ITWorks' blade servers are essentially metal plates on which an industry-standard Mini-ITX or Thin Mini-ITX motherboard with the customer's choice of processors and hard drives are mounted. The blades slip into one of two chassis enclosures, including a 4U version with room for eight Thin Mini-ITX server blades and a 6U version with room for nine Mini-ITX blades.

Because each blade is based on an industry-standard motherboard, there is no single backplane. Instead, the connectors for each server are accessed individually from the back of the chassis.

"Over time, the backplanes eventually fail, and they don't allow the diversity of server blades we provide," Watts said. "So we left our system open. If we built a custom backplane, we'd kill the diversity of our system."
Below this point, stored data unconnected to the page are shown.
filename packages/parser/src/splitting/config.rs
//! Default split rules for merger agreements.

use super::registry::SplitRegistry;
use super::types::{SplitMethod, SplitSpec};
use crate::taxonomy::{COB, COND, DEF, EMP, TERM};

/// Create the registry of deterministically split provision types.
///
/// ```text
/// DEF   quoted defined terms     ("Affiliate" means ...)
/// COB   lettered sub-clauses     (a) ... (b) ...
/// COND  lettered sub-clauses
/// TERM  lettered sub-clauses
/// EMP   lettered sub-clauses
/// ```
#[must_use]
pub fn create_presplit_registry() -> SplitRegistry {
    let mut registry = SplitRegistry::new();

    registry.register(SplitSpec::new(DEF, SplitMethod::Definitions));

    for provision_type in [COB, COND, TERM, EMP] {
        registry.register(SplitSpec::new(provision_type, SplitMethod::LetteredClauses));
    }

    registry
}

#[cfg(test)]
mod tests {
    use super::*;

    #[test]
    fn test_create_presplit_registry() {
        let registry = create_presplit_registry();

        let def = registry.get_spec(DEF).unwrap();
        assert_eq!(def.method, SplitMethod::Definitions);

        let cob = registry.get_spec(COB).unwrap();
        assert_eq!(cob.method, SplitMethod::LetteredClauses);
        assert_eq!(cob.min_markers, 2);

        assert!(registry.is_presplit(TERM));
        assert!(!registry.is_presplit("GOV"));
    }
}
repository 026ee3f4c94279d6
use thiserror::Error;

use crate::models::{Account, Detection, VerificationOutcome};

use super::EconomyConfig;

#[derive(Debug, Error, PartialEq, Eq)]
pub enum EconomyError {
    #[error("account already received its signup bonus")]
    AlreadyInitialized,

    #[error("upload denied: {shortfall} more coins needed")]
    UploadDenied { shortfall: u64 },
}

/// Seeds a fresh account with the signup bonus. Refuses to run twice on
/// the same account; re-seeding would silently reset an earned balance.
pub fn apply_signup_bonus(
    mut account: Account,
    config: &EconomyConfig,
) -> Result<Account, EconomyError> {
    if account.initialized {
        return Err(EconomyError::AlreadyInitialized);
    }
    account.coin_balance = config.signup_bonus;
    account.initialized = true;
    Ok(account)
}

/// Charges for one upload. The first upload spends the free waiver and
/// leaves the balance alone; after that the cost is debited, or the charge
/// is denied with the exact shortfall and the account untouched.
pub fn charge_upload(mut account: Account, config: &EconomyConfig) -> Result<Account, EconomyError> {
    if !account.free_upload_used {
        account.free_upload_used = true;
        return Ok(account);
    }
    if account.coin_balance >= config.upload_cost {
        account.coin_balance -= config.upload_cost;
        return Ok(account);
    }
    Err(EconomyError::UploadDenied {
        shortfall: config.upload_cost - account.coin_balance,
    })
}

/// Adds the fixed watch reward. The engine keeps no claim state; the
/// caller must check its claimed-session guard first or this will happily
/// credit the same session twice.
pub fn award_watch_coins(mut account: Account, config: &EconomyConfig) -> Account {
    account.coin_balance += config.watch_reward;
    account
}

/// Adds whatever a verification outcome was worth.
pub fn award_verification_coins(mut account: Account, outcome: &VerificationOutcome) -> Account {
    account.coin_balance += outcome.coins_awarded;
    account
}

/// Maps a detection to its coin value: like + subscribe beats like alone,
/// and a subscribe without a like earns nothing.
pub fn coins_for_detection(detection: Detection, config: &EconomyConfig) -> u64 {
    match (detection.liked, detection.subscribed) {
        (true, true) => config.like_subscribe_reward,
        (true, false) => config.like_reward,
        (false, _) => 0,
    }
}
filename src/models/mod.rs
mod account;
mod session;
mod verification;
mod video;

pub use account::Account;
pub use session::WatchSession;
pub use verification::{Detection, VerificationOutcome, VerificationRecord};
pub use video::UploadedVideo;

#[cfg(test)]
mod tests {
    use super::*;
    use chrono::Utc;

    #[test]
    fn account_serializes_camel_case() {
        let account = Account::new("user-1", Utc::now());
        let json = serde_json::to_value(&account).unwrap();
        assert_eq!(json["coinBalance"], 0);
        assert_eq!(json["freeUploadUsed"], false);
    }

    #[test]
    fn session_round_trips_through_json() {
        let now = Utc::now();
        let session = WatchSession {
            id: "s-1".into(),
            video_id: "abc123".into(),
            started_at: now,
            ended_at: Some(now),
            watch_duration_ms: 200_000,
            eligible: true,
        };
        let json = serde_json::to_string(&session).unwrap();
        let back: WatchSession = serde_json::from_str(&json).unwrap();
        assert_eq!(back, session);
    }
}
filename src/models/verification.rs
use chrono::{DateTime, Utc};
use serde::{Deserialize, Serialize};

/// What the analyzer claims to have seen in a screenshot.
#[derive(Debug, Clone, Copy, Serialize, Deserialize, PartialEq, Eq)]
#[serde(rename_all = "camelCase")]
pub struct Detection {
    pub liked: bool,
    pub subscribed: bool,
}

/// Detection plus the coin reward it maps to.
#[derive(Debug, Clone, Copy, Serialize, Deserialize, PartialEq, Eq)]
#[serde(rename_all = "camelCase")]
pub struct VerificationOutcome {
    pub liked: bool,
    pub subscribed: bool,
    pub coins_awarded: u64,
}

/// Persisted record of one verification attempt. `(video_id,
/// file_fingerprint)` is unique so the same screenshot cannot be cashed in
/// twice for the same video.
#[derive(Debug, Clone, Serialize, Deserialize, PartialEq, Eq)]
#[serde(rename_all = "camelCase")]
pub struct VerificationRecord {
    pub id: String,
    pub video_id: String,
    pub file_fingerprint: String,
    pub liked: bool,
    pub subscribed: bool,
    pub coins_awarded: u64,
    pub created_at: DateTime<Utc>,
}
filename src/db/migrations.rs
use anyhow::{bail, Context, Result};
use rusqlite::{Connection, Transaction};

const CURRENT_SCHEMA_VERSION: i32 = 1;

pub fn run_migrations(conn: &mut Connection) -> Result<()> {
    let mut version: i32 = conn
        .pragma_query_value(None, "user_version", |row| row.get(0))
        .context("failed to read user_version pragma")?;

    if version > CURRENT_SCHEMA_VERSION {
        bail!(
            "database version ({}) is newer than supported schema ({})",
            version,
            CURRENT_SCHEMA_VERSION
        );
    }

    if version == CURRENT_SCHEMA_VERSION {
        return Ok(());
    }

    let tx = conn
        .transaction()
        .context("failed to open migration transaction")?;

    while version < CURRENT_SCHEMA_VERSION {
        let next_version = version + 1;
        apply_migration(&tx, next_version)
            .with_context(|| format!("migration to version {next_version} failed"))?;
        version = next_version;
    }

    tx.pragma_update(None, "user_version", CURRENT_SCHEMA_VERSION)
        .context("failed to update user_version pragma")?;
    tx.commit().context("failed to commit migrations")?;

    Ok(())
}

fn apply_migration(tx: &Transaction<'_>, version: i32) -> Result<()> {
    match version {
        1 => {
            tx.execute_batch(include_str!("schemas/schema_v1.sql"))
                .context("failed to execute schema_v1.sql")?;
            Ok(())
        }
        _ => bail!("unknown migration target version: {version}"),
    }
}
Instead of standard power supplies, power for the server blades is provided externally by commonly available AC-to-DC power supply "bricks" that are also used by mobile PCs, Watts said. As a result, the entire chassis runs on 12 VDC power.

"This allows us to remove the power supply from the chassis," he said. "Other vendors integrate the power supplies in the chassis, so they need to have a way to remove the heat. Also, if you need to replace a power supply in three years, where can you find one? So we took our cue from the laptop industry and went with power bricks."

By using mobile PC power bricks, the chassis is easy to cool and is more power-efficient than most servers, Watts said. The bricks also can be easily replaced and recycled if there is a problem.

"And the bricks are cheap, maybe $25 retail," he said.

The only proprietary component is the six fans inside the chassis for cooling the motherboards. They also run on an external power brick. If one fails, an alarm on the chassis sounds, Watts said.

Each blade inside the chasses can be configured differently, Watts said. "For example, in a small business, there may be a server for accounting, Web, the file server, backups, and point of sale," he said. "These can all be done with one blade chassis. And in the future, if one of the servers needs an upgrade, any user, any hobbyist, can pull out the blade and replace it."

PUBLISHED JULY 6, 2012

This story was updated on July 9, 2012, at 3:36 p.m. PST, to accurately reflect location of company headquarters.